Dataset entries

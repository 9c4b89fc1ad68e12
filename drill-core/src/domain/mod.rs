//! Core domain types
//!
//! These types describe the work a coordinator hands to a worker. They are
//! shared between the coordinator client (which moves them over the wire) and
//! the runner (which executes them).

pub mod pipeline;
pub mod progress;
pub mod status;
pub mod task;
//! Drill HTTP Client
//!
//! A small, typed HTTP client for the coordinator that hands tasks to Drill
//! workers and collects their status events.
//!
//! # Example
//!
//! ```no_run
//! use drill_client::CoordinatorClient;
//! use drill_core::domain::status::TaskStatus;
//! use drill_core::dto::event::TaskEvent;
//! use std::time::Duration;
//!
//! # async fn example() -> drill_client::Result<()> {
//! let client = CoordinatorClient::new("http://localhost:8080", "secret", Duration::from_secs(20))?;
//!
//! let envelope = TaskEvent::task(42, TaskStatus::Running, "")
//!     .into_envelope()
//!     .expect("status events always serialize");
//! let ack = client.post_event(&envelope).await?;
//! println!("coordinator answered code={}", ack.code);
//! # Ok(())
//! # }
//! ```

pub mod error;
mod events;
mod tasks;

// Re-export commonly used types
pub use error::{ClientError, Result};

use reqwest::Client;
use reqwest::header::{HeaderMap, HeaderValue};
use serde::de::DeserializeOwned;
use std::time::Duration;
use tracing::debug;

/// Header carrying the worker's auth token
pub const TOKEN_HEADER: &str = "Token";

/// HTTP client for the coordinator API
///
/// Every request carries the worker token and is bounded by the client-wide
/// timeout given at construction.
#[derive(Debug, Clone)]
pub struct CoordinatorClient {
    /// Base URL of the coordinator (e.g., "http://localhost:8080")
    base_url: String,
    /// HTTP client instance
    client: Client,
}

impl CoordinatorClient {
    /// Create a new coordinator client
    ///
    /// # Arguments
    /// * `base_url` - The base URL of the coordinator API
    /// * `token` - Auth token sent with every request
    /// * `timeout` - Upper bound for any single request
    pub fn new(base_url: impl Into<String>, token: &str, timeout: Duration) -> Result<Self> {
        let mut headers = HeaderMap::new();
        let value = HeaderValue::from_str(token)
            .map_err(|e| ClientError::InvalidRequest(format!("invalid token header: {}", e)))?;
        headers.insert(TOKEN_HEADER, value);

        let client = Client::builder()
            .default_headers(headers)
            .timeout(timeout)
            .build()?;

        Ok(Self::with_client(base_url, client))
    }

    /// Create a new coordinator client with a custom HTTP client
    ///
    /// The caller is responsible for auth headers and timeouts.
    pub fn with_client(base_url: impl Into<String>, client: Client) -> Self {
        let base_url = base_url.into();
        Self {
            base_url: base_url.trim_end_matches('/').to_string(),
            client,
        }
    }

    /// Get the base URL of the coordinator
    pub fn base_url(&self) -> &str {
        &self.base_url
    }

    fn url(&self, path: &str) -> String {
        format!("{}{}", self.base_url, path)
    }

    /// Handle an API response and deserialize JSON
    async fn handle_response<T: DeserializeOwned>(&self, response: reqwest::Response) -> Result<T> {
        let status = response.status();

        if !status.is_success() {
            let error_text = response
                .text()
                .await
                .unwrap_or_else(|_| "Unknown error".to_string());
            debug!(
                status = status.as_u16(),
                "Coordinator returned an error: {}", error_text
            );
            return Err(ClientError::api_error(status.as_u16(), error_text));
        }

        response
            .json()
            .await
            .map_err(|e| ClientError::ParseError(format!("Failed to parse JSON response: {}", e)))
    }
}
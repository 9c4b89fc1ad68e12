//! Dispatcher
//!
//! Moves tasks from the inbox into the worker hand-off channel, one at a
//! time. A slot in the channel is reserved before the inbox is touched, so
//! no record is removed from disk until a worker is able to take it.

use drill_core::domain::task::Task;
use std::sync::Arc;
use std::time::Duration;
use tokio::sync::mpsc;
use tracing::{debug, error, info};

use crate::config::Config;
use crate::repository::Inbox;

/// Single producer feeding the worker pool
pub struct Dispatcher {
    inbox: Arc<Inbox>,
    handoff: mpsc::Sender<Task>,
    empty_backoff: Duration,
    error_backoff: Duration,
}

impl Dispatcher {
    pub fn new(inbox: Arc<Inbox>, handoff: mpsc::Sender<Task>, config: &Config) -> Self {
        Self {
            inbox,
            handoff,
            empty_backoff: config.empty_queue_backoff,
            error_backoff: config.queue_error_backoff,
        }
    }

    /// Runs until every worker has gone away
    pub async fn run(self) {
        info!(pending = self.inbox.len(), "Dispatcher started");

        loop {
            let Ok(permit) = self.handoff.reserve().await else {
                break;
            };
            let Some(task) = self.next_task().await else {
                break;
            };

            debug!(task_id = task.task_id, "Handing task to a worker");
            permit.send(task);
        }

        info!("Hand-off channel closed, dispatcher stopping");
    }

    /// Pulls the next decodable task, waiting out empty or failing reads
    ///
    /// Undecodable records are logged and dropped. Returns `None` only when
    /// the hand-off channel has closed in the meantime.
    async fn next_task(&self) -> Option<Task> {
        loop {
            match self.inbox.pull() {
                Ok(Some(record)) => match record.decode() {
                    Ok(task) => return Some(task),
                    Err(e) => error!(
                        record_id = record.id,
                        "Dropping undecodable inbox record: {}", e
                    ),
                },
                Ok(None) => {
                    if self.handoff.is_closed() {
                        return None;
                    }
                    tokio::time::sleep(self.empty_backoff).await;
                }
                Err(e) => {
                    error!(
                        "Inbox read failed, retrying in {:?}: {}",
                        self.error_backoff, e
                    );
                    tokio::time::sleep(self.error_backoff).await;
                }
            }
        }
    }
}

REQUIREMENT —
Copy every line from the records above that contains the word "Result".

YOUR RESPONSE —
//! # async fn example() -> drill_client::Result<()> {
pub use error::{ClientError, Result};
    pub fn new(base_url: impl Into<String>, token: &str, timeout: Duration) -> Result<Self> {
    async fn handle_response<T: DeserializeOwned>(&self, response: reqwest::Response) -> Result<T> {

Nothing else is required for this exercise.